## Source material
use async_trait::async_trait;
use chrono::{SecondsFormat, Utc};
use serde_json::{Map, Value};
use thiserror::Error;
use uuid::Uuid;

use crate::filter::{FilterError, Predicate, Projection, Query};

/// A stored record: a flat JSON object carrying `_id`, `createdAt` and `updatedAt`.
pub type Document = Map<String, Value>;

pub const ID_FIELD: &str = "_id";
pub const CREATED_AT: &str = "createdAt";
pub const UPDATED_AT: &str = "updatedAt";

#[derive(Debug, Error)]
pub enum StoreError {
    #[error("Missing configuration: {0}")]
    ConfigMissing(&'static str),

    #[error("Invalid database URL")]
    InvalidDatabaseUrl,

    #[error("Duplicate value for unique field: {0}")]
    Conflict(String),

    #[error(transparent)]
    Filter(#[from] FilterError),

    #[error("Query error: {0}")]
    Query(String),

    #[error(transparent)]
    Sqlx(#[from] sqlx::Error),
}

/// Collection-oriented storage the resource handlers run against.
///
/// Identifiers are UUID strings; an identifier that does not parse simply
/// matches nothing.
#[async_trait]
pub trait DocumentStore: Send + Sync {
    /// Create the collection if needed, with a case-insensitive unique
    /// constraint on `unique` when given.
    async fn ensure_collection(&self, collection: &str, unique: Option<&str>) -> Result<(), StoreError>;

    async fn find(&self, query: &Query) -> Result<Vec<Document>, StoreError>;

    async fn find_by_id(&self, collection: &str, id: &str) -> Result<Option<Document>, StoreError>;

    async fn count(&self, collection: &str, predicates: &[Predicate]) -> Result<u64, StoreError>;

    /// Stamp and store a new document, returning it as stored.
    async fn insert(&self, collection: &str, document: Document) -> Result<Document, StoreError>;

    /// Shallow-merge `changes` into the document. `None` when it does not exist.
    async fn update(&self, collection: &str, id: &str, changes: Document) -> Result<Option<Document>, StoreError>;

    async fn delete(&self, collection: &str, id: &str) -> Result<Option<Document>, StoreError>;

    async fn ping(&self) -> Result<(), StoreError>;

    async fn close(&self);
}

fn now() -> String {
    Utc::now().to_rfc3339_opts(SecondsFormat::Micros, true)
}

/// Assign identifier and timestamps to a document about to be inserted.
pub fn stamp_new(mut document: Document) -> Document {
    let stamp = now();
    document.insert(ID_FIELD.to_string(), Value::String(Uuid::new_v4().to_string()));
    document.insert(CREATED_AT.to_string(), Value::String(stamp.clone()));
    document.insert(UPDATED_AT.to_string(), Value::String(stamp));
    document
}

/// Drop fields an update may not touch and refresh `updatedAt`.
pub fn stamp_update(mut changes: Document) -> Document {
    changes.remove(ID_FIELD);
    changes.remove(CREATED_AT);
    changes.insert(UPDATED_AT.to_string(), Value::String(now()));
    changes
}

/// Apply a field projection. `_id` survives every projection.
pub fn apply_projection(document: Document, projection: &Projection) -> Document {
    match projection {
        Projection::Exclude(fields) => document
            .into_iter()
            .filter(|(key, _)| key == ID_FIELD || !fields.iter().any(|f| f == key))
            .collect(),
        Projection::Include(fields) => document
            .into_iter()
            .filter(|(key, _)| key == ID_FIELD || fields.iter().any(|f| f == key))
            .collect(),
    }
}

## Problem
Retype the records above, but only those lines that fall between the line containing "async fn find(&self, query: &Query)" and the line containing "Document, projection: &Projection)", with both of those lines included, exactly as written.

## Response area
    async fn find(&self, query: &Query) -> Result<Vec<Document>, StoreError>;

    async fn find_by_id(&self, collection: &str, id: &str) -> Result<Option<Document>, StoreError>;

    async fn count(&self, collection: &str, predicates: &[Predicate]) -> Result<u64, StoreError>;

    /// Stamp and store a new document, returning it as stored.
    async fn insert(&self, collection: &str, document: Document) -> Result<Document, StoreError>;

    /// Shallow-merge `changes` into the document. `None` when it does not exist.
    async fn update(&self, collection: &str, id: &str, changes: Document) -> Result<Option<Document>, StoreError>;

    async fn delete(&self, collection: &str, id: &str) -> Result<Option<Document>, StoreError>;

    async fn ping(&self) -> Result<(), StoreError>;

    async fn close(&self);
}

fn now() -> String {
    Utc::now().to_rfc3339_opts(SecondsFormat::Micros, true)
}

/// Assign identifier and timestamps to a document about to be inserted.
pub fn stamp_new(mut document: Document) -> Document {
    let stamp = now();
    document.insert(ID_FIELD.to_string(), Value::String(Uuid::new_v4().to_string()));
    document.insert(CREATED_AT.to_string(), Value::String(stamp.clone()));
    document.insert(UPDATED_AT.to_string(), Value::String(stamp));
    document
}

/// Drop fields an update may not touch and refresh `updatedAt`.
pub fn stamp_update(mut changes: Document) -> Document {
    changes.remove(ID_FIELD);
    changes.remove(CREATED_AT);
    changes.insert(UPDATED_AT.to_string(), Value::String(now()));
    changes
}

/// Apply a field projection. `_id` survives every projection.
pub fn apply_projection(document: Document, projection: &Projection) -> Document {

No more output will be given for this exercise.